Abrí el closet y mirando directo a las ropas dije: “Pues les cuento que no me morí”. Ya mis vestidos me habían dado por muerta pues hacía casi un mes que yo no pasaba por allí. Los negros y grises atuendos de la oficina guardaron su luto, pero los vestidos de salir a bailar lanzaron mangas al aire cuando me escucharon decir: “Y ya viene la primavera”. Ellos sabían que aquello indicaba conciertos, fiestas en otras casas y hasta picnics.
—¡Como ha engordado! —dijo aquel viejo frustrado, mi nocivo pantalón jean.
—Y.. ¿qué exactamente ha pasado? —preguntó el vestido lila, con su aristocrático acento británico. Lo cual admito, es culpa, pues lo compré en Camden Town, en una boutique de segunda mano, pensando que, por sus bordados, podría ser filipino, tailandés. Nunca inglés.
Mirando hacia las sandalitas de cuero que traje de la India, el vestido lila dijo “alístese señorita, que ya pronto vamos a salir”.
—Bueno, no se hagan muchas ilusiones —les expliqué—. Dice Mario el de la radio, que hay una pandemia allá afuera. Un coronabicho que nos quiere extinguir. Debemos tener paciencia porque está prohibido salir.
—¿Paciencia? —preguntó el vestido lila enojado— ¡Ya sácanos de este letargo! Me asfixio trancada aquí.
—Ay, dímelo a mi —le respondí—. Pero parece que es para largo…
—Entonces, ¿a qué exactamente has venido?
Los vestidos susurraban los unos entre los otros, como haciendo conjeturas y ante tanto alboroto ¡Silencio! Pedí.
—A ver —aclaré—. Yo creo que, a partir de hoy, ya nada será como antes. Creo que tocará inventarnos nuevos modos de existir.

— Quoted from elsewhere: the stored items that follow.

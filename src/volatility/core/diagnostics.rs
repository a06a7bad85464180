//! Structured fit diagnostics.
//!
//! Every fit, forecast and resolution step reports what happened through a
//! [`Diagnostics`] value: one [`FitAttemptRecord`] per solver run, the
//! warnings collected along the way, and any label-to-role matches made by
//! the resolver. Nothing is printed; callers decide what to surface.
use crate::{
    optimization::loglik_optimizer::{FitPhase, TwoPhaseOutcome},
    volatility::{core::roles::RoleMatch, errors::VolWarning},
};
use std::mem::discriminant;

/// One solver run. `log_likelihood` is on the sample scale (average × n).
#[derive(Debug, Clone, PartialEq)]
pub struct FitAttemptRecord {
    pub phase: FitPhase,
    pub converged: bool,
    pub status: String,
    pub iterations: Option<usize>,
    pub log_likelihood: Option<f64>,
    pub error: Option<String>,
}

/// Diagnostics attached to fits, comparisons, and forecasts.
#[derive(Debug, Clone, PartialEq, Default)]
pub struct Diagnostics {
    pub attempts: Vec<FitAttemptRecord>,
    pub warnings: Vec<VolWarning>,
    pub role_matches: Vec<RoleMatch>,
}

impl Diagnostics {
    /// Records for each attempt of a two-phase run over `n_obs` observations.
    pub fn from_two_phase(outcome: &TwoPhaseOutcome, n_obs: usize) -> Self {
        let attempts = outcome
            .attempts
            .iter()
            .map(|a| match &a.result {
                Ok(out) => FitAttemptRecord {
                    phase: a.phase,
                    converged: out.converged,
                    status: out.status.clone(),
                    iterations: Some(out.iterations),
                    log_likelihood: Some(out.value * n_obs as f64),
                    error: None,
                },
                Err(e) => FitAttemptRecord {
                    phase: a.phase,
                    converged: false,
                    status: "error".to_string(),
                    iterations: None,
                    log_likelihood: None,
                    error: Some(e.to_string()),
                },
            })
            .collect();
        Diagnostics { attempts, ..Diagnostics::default() }
    }

    pub fn push_warning(&mut self, warning: VolWarning) {
        self.warnings.push(warning);
    }

    pub fn extend_warnings<I: IntoIterator<Item = VolWarning>>(&mut self, warnings: I) {
        self.warnings.extend(warnings);
    }

    /// `true` if a warning of the same variant as `like` was recorded.
    pub fn has_warning_like(&self, like: &VolWarning) -> bool {
        self.warnings.iter().any(|w| discriminant(w) == discriminant(like))
    }
}

#[cfg(test)]
mod tests {
    use super::*;
    use crate::optimization::{
        errors::OptError,
        loglik_optimizer::{FitStatus, OptimOutcome, PhaseAttempt},
    };
    use approx::assert_relative_eq;
    use ndarray::array;

    // -------------------------------------------------------------------------
    // Scope
    // -----
    // These tests cover:
    // - Conversion of two-phase attempts into records (success and error).
    // - Warning lookup by variant.
    // -------------------------------------------------------------------------

    #[test]
    // Purpose
    // -------
    // Attempts are recorded in order with sample-scale log-likelihoods.
    //
    // Given
    // -----
    // - A strict attempt that errored and a relaxed attempt with average
    //   log-likelihood −1.5 over 200 observations.
    //
    // Expect
    // ------
    // - Two records; the first carries the error text, the second
    //   log_likelihood = −300.
    fn records_follow_attempts() {
        // Arrange
        let ok = OptimOutcome {
            theta_hat: array![0.1],
            value: -1.5,
            converged: true,
            status: "Terminated(SolverConverged)".into(),
            iterations: 12,
            fn_evals: Default::default(),
            grad_norm: Some(1e-7),
        };
        let outcome = TwoPhaseOutcome {
            status: FitStatus::ConvergedLoose,
            best: Some(ok.clone()),
            attempts: vec![
                PhaseAttempt {
                    phase: FitPhase::Strict,
                    result: Err(OptError::NonFiniteVariance { index: 3, value: f64::INFINITY }),
                },
                PhaseAttempt { phase: FitPhase::Relaxed, result: Ok(ok) },
            ],
        };

        // Act
        let diag = Diagnostics::from_two_phase(&outcome, 200);

        // Assert
        assert_eq!(diag.attempts.len(), 2);
        assert!(diag.attempts[0].error.is_some());
        assert!(!diag.attempts[0].converged);
        assert_eq!(diag.attempts[1].phase, FitPhase::Relaxed);
        assert_eq!(diag.attempts[1].iterations, Some(12));
        assert_relative_eq!(diag.attempts[1].log_likelihood.unwrap(), -300.0);
    }

    #[test]
    // Purpose
    // -------
    // Warnings are matched by variant regardless of payload.
    //
    // Given
    // -----
    // - A recorded LooseConvergence warning.
    //
    // Expect
    // ------
    // - LooseConvergence found; ForecastDegraded not found.
    fn warning_lookup_by_variant() {
        let mut diag = Diagnostics::default();
        diag.push_warning(VolWarning::LooseConvergence);

        assert!(diag.has_warning_like(&VolWarning::LooseConvergence));
        assert!(!diag.has_warning_like(&VolWarning::ForecastDegraded { reason: String::new() }));
    }
}
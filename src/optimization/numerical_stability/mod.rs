//! numerical_stability — constrained-parameter maps and shared tolerances.
//!
//! Purpose
//! -------
//! Keep every transform between the optimizer's unconstrained θ-space and the
//! constrained volatility parameters in one place, together with the small
//! tolerances (`STATIONARITY_MARGIN`, `LOGIT_EPS`, `EIGEN_EPS`) that the
//! estimation and inference layers share.
//!
//! Key behaviors
//! -------------
//! - Softplus / logistic pair for the strictly positive GARCH intercept.
//! - Scaled softmax with implicit slack for the GARCH `(α, β)` block, so any
//!   finite θ yields `α, β ≥ 0` and `Σα + Σβ < 1`.
//! - Bounded tanh for EGARCH persistence, so any finite θ yields `|β| < 1`.
//! - Jacobian-vector helpers that push `∂ℓ/∂(model params)` back to θ.
//!
//! Conventions
//! -----------
//! - Helpers operate on plain `f64` slices and scalars; shape checks are the
//!   caller's job and mismatches panic as programming errors.
//! - No logging, no I/O, no global state.

pub mod transformations;

// ---- Re-exports (primary public surface) ----------------------------------

pub use self::transformations::{
    EIGEN_EPS, LOGIT_EPS, STATIONARITY_MARGIN, bounded_tanh, bounded_tanh_deriv, bounded_tanh_inv,
    safe_logistic, safe_softmax, safe_softmax_deriv, safe_softmax_inv, safe_softplus,
    safe_softplus_inv,
};

pub mod prelude {
    pub use super::transformations::{
        EIGEN_EPS, LOGIT_EPS, STATIONARITY_MARGIN, bounded_tanh, bounded_tanh_inv, safe_logistic,
        safe_softmax, safe_softmax_inv, safe_softplus, safe_softplus_inv,
    };
}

—¿De qué tú hablas? —preguntó Pantalón.
—Creo que pasará como después del 911, que para volar casi hay que encuerarse. Presiento que después del coronadesastre, para bailar habrá que usar guantes, para viajar habrá que usar máscaras que te tapen…
—Pues consíguete una máscara lila para que pegue alguna de mis tonalidades —sugirió el vestido lila, con su acento más denso que nunca.
—En tanto, —les advertí—. Pasaré más por aquí. De vez en cuando me vestiré elegante. Les prometo que algo haré para que salgan de aquí.
—Y, ¿cómo exactamente funcionaría esto para mí? —insistió Lila.
—Bueno, digamos que vengo al closet una vez al día. Me visto. Me peino. Me pongo mis sandalitas. Me echo perfume. Y bajo a la sala a compartir.
—¿Compartir con quién, precisamente? —indagó ella, siempre tan elocuente.
—Con nadie.
Sus ojos se abrieron de modo despampanante.
—Lila, mi vida. Es que no permiten visitantes. Pero podemos conversar con Mario, el de la radio, con Filomena, la lámpara de la sala. Hablamos con quién nos hable. Pasamos una noche agradable y luego, regresamos a dormir.
—¿Qué cosas dices? —preguntó Pantalón.
Yo asumí que por viejo no oía, pero el tono traía ironía.
—¿Qué les parece la idea? —pregunté a los demás presentes.
—Para eso que tú tienes han inventado medicinas, ¿tú sabes? —indicó Lila.
A partir de ese día mis ropas, todas, sin excepción, optaron ignorarme. Por mucho que les insistí para que me ayudaran a reinventarme, no volvieron a decir ni “ji”.